いつもながらの力強いGRENADIERのベース・ワークは健在だ。このベースとセンシティブで歌うが如くにプレイするBILLのドラミングの組み合わせは最高だ。
F"THIS IS ALWAYS" ギターの美しいイントロで始まる。MEHLDAU節とも言えるソロがいい!これを聴くと良い時のMEHLDAUに戻りつつあるなと思う。

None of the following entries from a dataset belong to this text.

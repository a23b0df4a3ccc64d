//! Station identity and station records.

use std::fmt;

use serde::Serialize;

/// Error returned when parsing an invalid NaPTAN identifier.
#[derive(Debug, Clone, PartialEq, Eq, thiserror::Error)]
#[error("invalid NaPTAN id: {reason}")]
pub struct InvalidNaptanId {
    reason: &'static str,
}

/// The network's stable identifier for a stop (e.g. `940GZZLUOXC`).
///
/// The only requirement is that the id is non-empty. Anything else is kept
/// verbatim; request paths percent-encode it.
///
/// # Examples
///
/// ```
/// use tfl_dashboard::domain::NaptanId;
///
/// let oxford_circus = NaptanId::parse("940GZZLUOXC").unwrap();
/// assert_eq!(oxford_circus.as_str(), "940GZZLUOXC");
///
/// assert!(NaptanId::parse("").is_err());
/// assert_eq!(NaptanId::parse("940G/ZZLU").unwrap().as_str(), "940G/ZZLU");
/// ```
#[derive(Clone, PartialEq, Eq, Hash, PartialOrd, Ord, Serialize)]
#[serde(transparent)]
pub struct NaptanId(String);

impl NaptanId {
    /// Parse a NaPTAN id from a string.
    pub fn parse(s: &str) -> Result<Self, InvalidNaptanId> {
        if s.is_empty() {
            return Err(InvalidNaptanId {
                reason: "must not be empty",
            });
        }

        Ok(NaptanId(s.to_string()))
    }

    /// Returns the id as a string slice.
    pub fn as_str(&self) -> &str {
        &self.0
    }
}

impl fmt::Debug for NaptanId {
    fn fmt(&self, f: &mut fmt::Formatter<'_>) -> fmt::Result {
        write!(f, "NaptanId({})", self.0)
    }
}

impl fmt::Display for NaptanId {
    fn fmt(&self, f: &mut fmt::Formatter<'_>) -> fmt::Result {
        f.write_str(&self.0)
    }
}

/// A metro station with the lines that serve it.
///
/// Stations are immutable for the lifetime of a fetch; identity is `id`.
#[derive(Debug, Clone, PartialEq, Serialize)]
pub struct Station {
    pub name: String,
    pub latitude: f64,
    pub longitude: f64,
    pub id: NaptanId,
    /// Line names in upstream order.
    pub lines: Vec<String>,
}

impl Station {
    /// Whether any of this station's lines is in `lines`.
    pub fn serves_any<S: AsRef<str>>(&self, lines: &[S]) -> bool {
        self.lines
            .iter()
            .any(|l| lines.iter().any(|other| other.as_ref() == l))
    }
}
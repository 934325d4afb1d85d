//! Pipeline configuration and entry points.

use std::io::{self, Read, Write};

use html5ever::ParseOpts;
use html5ever::serialize::SerializeOpts;
use html5ever::tendril::TendrilSink;
use markup5ever_rcdom::{RcDom, SerializableHandle};
use thiserror::Error;

use crate::form::{Form, ResolvedForm};
use crate::insert::{self, DEFAULT_INCIDENT_INSERTER, IncidentInserter, InsertError};
use crate::populate;
use crate::traverse::Resolver;

/// Pipeline failure. There is no partial output: either the whole document
/// is resolved, populated, and annotated, or nothing is written.
///
/// Unmatched incidents, orphaned label references, and values for fields the
/// document does not contain are tolerated and never surface here.
#[derive(Debug, Error)]
pub enum Error {
    #[error("failed to read input document")]
    Parse(#[source] io::Error),
    #[error("failed to serialize output document")]
    Serialize(#[source] io::Error),
    #[error("template execution failed")]
    Template(#[source] io::Error),
    #[error("incident insertion failed: {0}")]
    Insert(InsertError),
}

/// Populates HTML form elements with previously submitted values and inserts
/// validation error markup.
///
/// One call to [`execute`](Self::execute) owns one document tree for its
/// duration; nothing is cached or reused across calls.
pub struct FormPopulationFilter {
    /// Insertion strategy for incidents; the process-wide default
    /// ([`GenericIncidentInserter`](crate::GenericIncidentInserter)) when
    /// `None`.
    pub incident_insertion: Option<Box<dyn IncidentInserter + Send + Sync>>,
    /// Whether hidden inputs are populated.
    pub include_hidden_inputs: bool,
    /// Whether password inputs are populated.
    pub include_password_inputs: bool,
}

impl Default for FormPopulationFilter {
    fn default() -> Self {
        Self {
            incident_insertion: None,
            include_hidden_inputs: true,
            include_password_inputs: false,
        }
    }
}

impl FormPopulationFilter {
    pub fn new() -> Self {
        Self::default()
    }

    /// Read a UTF-8 HTML document from `reader`, populate and annotate the
    /// forms matching the provided ids, and serialize the result to
    /// `writer`.
    pub fn execute<R: Read, W: Write>(
        &self,
        forms: Vec<Form>,
        mut reader: R,
        writer: W,
    ) -> Result<(), Error> {
        let dom = html5ever::parse_document(RcDom::default(), ParseOpts::default())
            .from_utf8()
            .read_from(&mut reader)
            .map_err(Error::Parse)?;

        let mut resolved = resolution_slots(forms);
        Resolver::new(&mut resolved).run(&dom.document);

        let inserter: &dyn IncidentInserter = match &self.incident_insertion {
            Some(custom) => custom.as_ref(),
            None => &*DEFAULT_INCIDENT_INSERTER,
        };

        for form in &resolved {
            populate::populate(self, form);
            insert::insert_incidents(form, inserter).map_err(Error::Insert)?;
        }

        let document: SerializableHandle = dom.document.clone().into();
        html5ever::serialize::serialize(writer, &document, SerializeOpts::default())
            .map_err(Error::Serialize)
    }

    /// Render a template into a buffer and feed it to [`execute`]. The
    /// template is any byte-producing step; its output is assumed to be
    /// UTF-8 HTML.
    ///
    /// [`execute`]: Self::execute
    pub fn execute_template<W, F>(
        &self,
        forms: Vec<Form>,
        template: F,
        writer: W,
    ) -> Result<(), Error>
    where
        W: Write,
        F: FnOnce(&mut Vec<u8>) -> io::Result<()>,
    {
        let mut rendered = Vec::new();
        template(&mut rendered).map_err(Error::Template)?;
        self.execute(forms, rendered.as_slice(), writer)
    }
}

/// One resolution slot per distinct form id; a later duplicate id replaces
/// the earlier entry.
fn resolution_slots(forms: Vec<Form>) -> Vec<ResolvedForm> {
    let mut slots: Vec<ResolvedForm> = Vec::with_capacity(forms.len());
    for form in forms {
        if let Some(existing) = slots.iter_mut().find(|s| s.id == form.id) {
            *existing = ResolvedForm::new(form);
        } else {
            slots.push(ResolvedForm::new(form));
        }
    }
    slots
}
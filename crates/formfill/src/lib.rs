//! Form value population and error message insertion.
//!
//! Population re-fills HTML form elements with previously submitted values,
//! typically when a user is sent back to a form that failed validation. The
//! document is parsed, populatable elements (`input`, `textarea`, `select`,
//! `progress`, `meter`, and submit `button`s) are discovered per form, and
//! each element with a supplied value is populated according to its kind:
//!
//! - `textarea`: the text content is replaced.
//! - `select`: options matching a supplied value get the `selected`
//!   attribute; multiple values select multiple options.
//! - `input[type=radio]`, `input[type=checkbox]`: the `checked` attribute is
//!   set when the element's value matches (or when it has no value).
//! - any other `input`: the `value` attribute is set.
//!
//! Error message insertion takes a list of [`Incident`]s per form. An
//! incident names one or more fields and carries one or more messages; when
//! its fields match discovered elements, the configured [`IncidentInserter`]
//! marks those elements and their labels with an error class and inserts
//! rendered message markup near them: after a single element, or at the
//! lowest common ancestor of a group.
//!
//! ```no_run
//! use formfill::{Form, FormPopulationFilter, Values};
//!
//! let html = r#"<form><input type="text" name="name"></form>"#;
//! let mut values = Values::new();
//! values.insert("name".to_string(), vec!["Ada".to_string()]);
//!
//! let filter = FormPopulationFilter::new();
//! filter
//!     .execute(
//!         vec![Form { values, ..Form::default() }],
//!         html.as_bytes(),
//!         std::io::stdout(),
//!     )
//!     .unwrap();
//! ```

mod dom;
mod filter;
mod form;
mod insert;
mod populate;
#[cfg(test)]
mod test_util;
mod traverse;

pub use filter::{Error, FormPopulationFilter};
pub use form::{Form, Incident, LabelableElement, Values};
pub use insert::{
    GenericIncidentInserter, IncidentInserter, InsertError, MatchedIncident, MessageRenderer,
    Placement,
};

pub use markup5ever_rcdom::Handle;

G"SOUL STIRRIN" ミディアム・テンポのブルージーな曲。曲もいいけど BERNSTEINのアドリブも良し。続くMEHLDAUのソロもご機嫌だ。新たな一面を垣間見せた。更には図太いGRENADIERのベースソロも聴きものだ。
H"THAT SUNDAY,THAT SUMMER" グループとしての一体感を感じる。ここでもキー・プレイヤーはSTEWARTだ。
I"AUTUMN NOCTURNE" 最後を締めるミディアム・テンポの曲。

豪華絢爛な顔合わせにも拘わらず、奇を衒ったりこけおどし的な演奏はない。むしろ真面目にひとつの音楽を探求しあったという感じだ。非常に好感の持てるアルバムに仕上がった。リーダーであるPETER BERNSTEINの人となりが表れた一作だと思う。現在、最強のジャズメンと言われるMEHLDAU〜GRENADIER〜STEWARTが集まって、己の色を出すのではなくひとつにまとまって音楽を追求した姿勢が素晴らしい。派手さより真面目さが目立ったアルバムである。
丹念に、丹念に、1曲ずつを聴いて欲しいと思う。聴けば聴くほど味の出てくるアルバムに相違ないと僕は思う。その一方で主役のギターにもう少し「華」が欲しいと思うのも事実である。   (2004.02.07)



PETER BERNSTEIN

独断的JAZZ批評 178.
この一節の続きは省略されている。